── Extracted data

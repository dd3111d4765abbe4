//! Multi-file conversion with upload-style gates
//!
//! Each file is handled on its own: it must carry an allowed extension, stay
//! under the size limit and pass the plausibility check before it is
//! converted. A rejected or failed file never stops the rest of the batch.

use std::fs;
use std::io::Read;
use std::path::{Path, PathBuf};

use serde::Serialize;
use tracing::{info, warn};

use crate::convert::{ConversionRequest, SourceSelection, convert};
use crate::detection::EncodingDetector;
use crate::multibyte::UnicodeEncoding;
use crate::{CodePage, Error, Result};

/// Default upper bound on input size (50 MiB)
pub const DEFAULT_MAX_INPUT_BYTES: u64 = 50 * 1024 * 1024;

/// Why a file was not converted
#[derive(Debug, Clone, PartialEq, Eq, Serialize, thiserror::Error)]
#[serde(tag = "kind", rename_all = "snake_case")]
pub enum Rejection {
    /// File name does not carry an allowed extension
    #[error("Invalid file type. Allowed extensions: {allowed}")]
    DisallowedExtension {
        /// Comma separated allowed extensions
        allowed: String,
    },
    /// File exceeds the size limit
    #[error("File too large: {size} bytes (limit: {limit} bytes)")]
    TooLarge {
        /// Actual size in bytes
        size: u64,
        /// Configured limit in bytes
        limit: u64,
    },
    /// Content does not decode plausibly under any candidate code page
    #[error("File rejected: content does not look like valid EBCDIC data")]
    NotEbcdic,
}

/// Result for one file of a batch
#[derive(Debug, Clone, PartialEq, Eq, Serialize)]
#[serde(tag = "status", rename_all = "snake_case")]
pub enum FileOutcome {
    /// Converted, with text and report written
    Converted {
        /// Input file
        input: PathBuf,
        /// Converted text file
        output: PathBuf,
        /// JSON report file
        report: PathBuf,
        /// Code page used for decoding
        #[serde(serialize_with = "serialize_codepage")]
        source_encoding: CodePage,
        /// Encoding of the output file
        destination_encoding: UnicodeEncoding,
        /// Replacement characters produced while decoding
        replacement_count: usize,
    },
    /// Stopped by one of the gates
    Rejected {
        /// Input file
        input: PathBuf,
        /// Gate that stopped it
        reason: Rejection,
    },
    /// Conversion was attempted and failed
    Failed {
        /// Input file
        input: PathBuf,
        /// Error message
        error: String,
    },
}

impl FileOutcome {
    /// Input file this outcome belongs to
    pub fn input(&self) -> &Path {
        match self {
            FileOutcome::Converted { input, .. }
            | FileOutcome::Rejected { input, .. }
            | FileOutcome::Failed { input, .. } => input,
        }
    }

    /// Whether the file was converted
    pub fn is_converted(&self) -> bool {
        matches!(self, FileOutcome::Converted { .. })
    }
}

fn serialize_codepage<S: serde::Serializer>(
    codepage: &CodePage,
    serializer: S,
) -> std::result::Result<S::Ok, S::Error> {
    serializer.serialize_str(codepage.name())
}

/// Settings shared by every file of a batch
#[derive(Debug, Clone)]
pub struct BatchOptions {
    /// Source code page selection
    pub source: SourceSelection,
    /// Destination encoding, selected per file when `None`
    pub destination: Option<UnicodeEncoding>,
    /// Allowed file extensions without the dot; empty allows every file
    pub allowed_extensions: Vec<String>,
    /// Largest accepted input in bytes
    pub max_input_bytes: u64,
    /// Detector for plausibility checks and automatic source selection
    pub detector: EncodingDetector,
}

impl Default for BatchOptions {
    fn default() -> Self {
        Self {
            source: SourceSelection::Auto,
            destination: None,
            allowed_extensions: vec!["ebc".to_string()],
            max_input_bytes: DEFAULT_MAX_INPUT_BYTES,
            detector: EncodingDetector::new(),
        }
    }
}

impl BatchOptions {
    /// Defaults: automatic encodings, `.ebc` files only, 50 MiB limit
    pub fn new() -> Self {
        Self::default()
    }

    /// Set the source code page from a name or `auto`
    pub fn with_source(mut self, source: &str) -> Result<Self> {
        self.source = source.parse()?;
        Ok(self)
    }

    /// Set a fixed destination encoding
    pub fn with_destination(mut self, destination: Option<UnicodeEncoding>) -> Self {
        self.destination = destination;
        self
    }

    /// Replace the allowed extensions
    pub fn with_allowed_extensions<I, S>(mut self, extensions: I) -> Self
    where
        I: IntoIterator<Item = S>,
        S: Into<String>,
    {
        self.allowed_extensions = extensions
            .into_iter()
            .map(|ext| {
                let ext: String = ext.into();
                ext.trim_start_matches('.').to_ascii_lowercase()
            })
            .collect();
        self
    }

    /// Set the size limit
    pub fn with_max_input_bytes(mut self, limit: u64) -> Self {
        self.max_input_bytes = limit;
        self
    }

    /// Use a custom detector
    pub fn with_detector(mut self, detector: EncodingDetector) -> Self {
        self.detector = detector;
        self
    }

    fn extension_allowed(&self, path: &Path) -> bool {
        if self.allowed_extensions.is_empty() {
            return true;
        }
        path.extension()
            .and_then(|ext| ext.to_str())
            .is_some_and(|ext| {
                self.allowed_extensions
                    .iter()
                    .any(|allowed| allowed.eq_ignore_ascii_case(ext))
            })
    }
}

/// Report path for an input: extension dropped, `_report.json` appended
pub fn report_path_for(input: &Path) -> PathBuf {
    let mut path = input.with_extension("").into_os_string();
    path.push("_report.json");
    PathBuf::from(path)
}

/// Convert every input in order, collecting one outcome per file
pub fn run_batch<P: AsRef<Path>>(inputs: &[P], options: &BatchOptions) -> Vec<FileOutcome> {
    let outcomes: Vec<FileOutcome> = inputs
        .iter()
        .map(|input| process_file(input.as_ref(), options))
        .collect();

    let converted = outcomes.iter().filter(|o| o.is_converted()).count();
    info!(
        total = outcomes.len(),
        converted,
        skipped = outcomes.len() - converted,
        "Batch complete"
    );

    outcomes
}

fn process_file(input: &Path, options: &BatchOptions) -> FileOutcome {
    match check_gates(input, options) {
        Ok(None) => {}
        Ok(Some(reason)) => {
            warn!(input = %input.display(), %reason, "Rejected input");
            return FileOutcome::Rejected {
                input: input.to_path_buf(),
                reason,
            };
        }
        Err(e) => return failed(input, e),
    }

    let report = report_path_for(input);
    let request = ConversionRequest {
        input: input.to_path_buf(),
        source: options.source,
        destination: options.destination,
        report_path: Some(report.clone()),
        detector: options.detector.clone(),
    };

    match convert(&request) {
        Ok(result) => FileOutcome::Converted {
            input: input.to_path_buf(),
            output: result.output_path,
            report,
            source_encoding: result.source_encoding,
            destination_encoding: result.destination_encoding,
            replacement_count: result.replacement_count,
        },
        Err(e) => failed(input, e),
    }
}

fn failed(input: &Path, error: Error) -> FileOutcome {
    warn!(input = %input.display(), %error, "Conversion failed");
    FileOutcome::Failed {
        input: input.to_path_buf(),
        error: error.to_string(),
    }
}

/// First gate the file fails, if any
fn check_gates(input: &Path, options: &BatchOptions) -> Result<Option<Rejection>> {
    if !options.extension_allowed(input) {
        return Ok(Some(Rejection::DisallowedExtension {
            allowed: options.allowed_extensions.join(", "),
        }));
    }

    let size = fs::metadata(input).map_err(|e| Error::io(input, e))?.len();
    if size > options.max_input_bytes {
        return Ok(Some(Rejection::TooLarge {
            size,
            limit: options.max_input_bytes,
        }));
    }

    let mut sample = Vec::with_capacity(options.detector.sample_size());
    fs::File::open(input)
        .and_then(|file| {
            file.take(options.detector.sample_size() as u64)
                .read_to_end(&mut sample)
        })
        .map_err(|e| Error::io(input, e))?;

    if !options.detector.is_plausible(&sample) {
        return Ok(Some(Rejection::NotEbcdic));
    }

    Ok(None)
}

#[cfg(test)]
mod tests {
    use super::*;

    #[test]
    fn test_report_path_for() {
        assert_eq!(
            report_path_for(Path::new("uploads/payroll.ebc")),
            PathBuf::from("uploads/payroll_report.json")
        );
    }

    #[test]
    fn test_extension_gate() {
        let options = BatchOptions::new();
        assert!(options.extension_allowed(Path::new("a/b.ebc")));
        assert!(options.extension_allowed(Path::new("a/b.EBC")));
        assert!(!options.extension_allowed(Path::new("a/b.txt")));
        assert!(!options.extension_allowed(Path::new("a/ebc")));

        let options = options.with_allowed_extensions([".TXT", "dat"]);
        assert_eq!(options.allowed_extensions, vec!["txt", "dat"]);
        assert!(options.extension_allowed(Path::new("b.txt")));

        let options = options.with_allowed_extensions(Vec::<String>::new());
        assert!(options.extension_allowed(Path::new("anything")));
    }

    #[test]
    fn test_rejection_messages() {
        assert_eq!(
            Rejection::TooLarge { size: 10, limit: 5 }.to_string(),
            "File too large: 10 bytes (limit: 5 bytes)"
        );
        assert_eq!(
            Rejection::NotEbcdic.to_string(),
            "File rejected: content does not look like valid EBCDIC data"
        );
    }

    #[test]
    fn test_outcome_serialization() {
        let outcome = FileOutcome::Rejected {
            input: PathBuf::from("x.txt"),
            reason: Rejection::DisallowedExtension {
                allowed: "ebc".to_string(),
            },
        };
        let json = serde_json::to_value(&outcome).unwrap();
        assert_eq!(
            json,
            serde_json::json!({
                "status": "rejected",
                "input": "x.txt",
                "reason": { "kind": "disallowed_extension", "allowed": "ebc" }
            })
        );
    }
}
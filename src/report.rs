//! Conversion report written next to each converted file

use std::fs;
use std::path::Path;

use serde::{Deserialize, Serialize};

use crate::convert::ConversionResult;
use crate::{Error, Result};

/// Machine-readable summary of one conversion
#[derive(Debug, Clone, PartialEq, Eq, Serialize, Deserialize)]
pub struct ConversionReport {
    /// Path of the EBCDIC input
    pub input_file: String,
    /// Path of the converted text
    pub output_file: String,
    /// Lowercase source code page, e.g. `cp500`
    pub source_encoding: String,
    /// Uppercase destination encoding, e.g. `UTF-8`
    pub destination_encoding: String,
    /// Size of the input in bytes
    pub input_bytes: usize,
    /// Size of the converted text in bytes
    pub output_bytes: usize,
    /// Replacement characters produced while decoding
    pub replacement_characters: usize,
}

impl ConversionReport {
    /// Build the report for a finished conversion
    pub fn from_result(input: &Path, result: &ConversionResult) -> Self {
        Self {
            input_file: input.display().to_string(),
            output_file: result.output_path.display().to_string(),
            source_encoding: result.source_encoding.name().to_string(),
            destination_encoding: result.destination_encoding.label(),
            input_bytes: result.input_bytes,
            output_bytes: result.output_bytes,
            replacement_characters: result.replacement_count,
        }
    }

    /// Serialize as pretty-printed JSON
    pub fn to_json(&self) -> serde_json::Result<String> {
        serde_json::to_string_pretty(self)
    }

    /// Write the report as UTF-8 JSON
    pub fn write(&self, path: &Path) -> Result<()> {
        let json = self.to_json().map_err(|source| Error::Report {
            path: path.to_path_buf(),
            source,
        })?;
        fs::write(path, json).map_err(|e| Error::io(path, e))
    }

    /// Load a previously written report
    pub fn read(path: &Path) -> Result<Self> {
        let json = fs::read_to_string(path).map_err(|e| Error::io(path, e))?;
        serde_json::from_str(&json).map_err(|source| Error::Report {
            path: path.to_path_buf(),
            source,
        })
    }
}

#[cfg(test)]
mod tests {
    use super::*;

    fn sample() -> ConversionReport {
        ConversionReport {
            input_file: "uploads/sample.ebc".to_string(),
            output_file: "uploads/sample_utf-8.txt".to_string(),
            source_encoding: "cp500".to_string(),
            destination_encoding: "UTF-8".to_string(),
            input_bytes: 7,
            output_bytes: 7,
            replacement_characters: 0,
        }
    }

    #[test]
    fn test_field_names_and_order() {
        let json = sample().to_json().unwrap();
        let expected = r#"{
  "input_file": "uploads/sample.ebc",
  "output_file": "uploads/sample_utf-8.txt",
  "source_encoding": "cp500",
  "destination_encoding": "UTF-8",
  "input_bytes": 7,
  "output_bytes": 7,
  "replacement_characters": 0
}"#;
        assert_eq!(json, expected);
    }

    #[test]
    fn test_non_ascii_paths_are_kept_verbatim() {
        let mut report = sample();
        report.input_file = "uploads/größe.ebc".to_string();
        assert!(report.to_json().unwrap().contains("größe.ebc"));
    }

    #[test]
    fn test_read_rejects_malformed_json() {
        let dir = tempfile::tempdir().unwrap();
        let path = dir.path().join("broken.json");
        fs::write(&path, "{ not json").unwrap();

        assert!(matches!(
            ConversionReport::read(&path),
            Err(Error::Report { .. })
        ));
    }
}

────

### [Work to complete]
The response should hold exactly the lines starting at the line with "use crate::detection::EncodingDetector;" and ending at the line with "pub fn input(&self)", and no other line of the material above.

### [Output for this exercise]
use crate::detection::EncodingDetector;
use crate::multibyte::UnicodeEncoding;
use crate::{CodePage, Error, Result};

/// Default upper bound on input size (50 MiB)
pub const DEFAULT_MAX_INPUT_BYTES: u64 = 50 * 1024 * 1024;

/// Why a file was not converted
#[derive(Debug, Clone, PartialEq, Eq, Serialize, thiserror::Error)]
#[serde(tag = "kind", rename_all = "snake_case")]
pub enum Rejection {
    /// File name does not carry an allowed extension
    #[error("Invalid file type. Allowed extensions: {allowed}")]
    DisallowedExtension {
        /// Comma separated allowed extensions
        allowed: String,
    },
    /// File exceeds the size limit
    #[error("File too large: {size} bytes (limit: {limit} bytes)")]
    TooLarge {
        /// Actual size in bytes
        size: u64,
        /// Configured limit in bytes
        limit: u64,
    },
    /// Content does not decode plausibly under any candidate code page
    #[error("File rejected: content does not look like valid EBCDIC data")]
    NotEbcdic,
}

/// Result for one file of a batch
#[derive(Debug, Clone, PartialEq, Eq, Serialize)]
#[serde(tag = "status", rename_all = "snake_case")]
pub enum FileOutcome {
    /// Converted, with text and report written
    Converted {
        /// Input file
        input: PathBuf,
        /// Converted text file
        output: PathBuf,
        /// JSON report file
        report: PathBuf,
        /// Code page used for decoding
        #[serde(serialize_with = "serialize_codepage")]
        source_encoding: CodePage,
        /// Encoding of the output file
        destination_encoding: UnicodeEncoding,
        /// Replacement characters produced while decoding
        replacement_count: usize,
    },
    /// Stopped by one of the gates
    Rejected {
        /// Input file
        input: PathBuf,
        /// Gate that stopped it
        reason: Rejection,
    },
    /// Conversion was attempted and failed
    Failed {
        /// Input file
        input: PathBuf,
        /// Error message
        error: String,
    },
}

impl FileOutcome {
    /// Input file this outcome belongs to
    pub fn input(&self) -> &Path {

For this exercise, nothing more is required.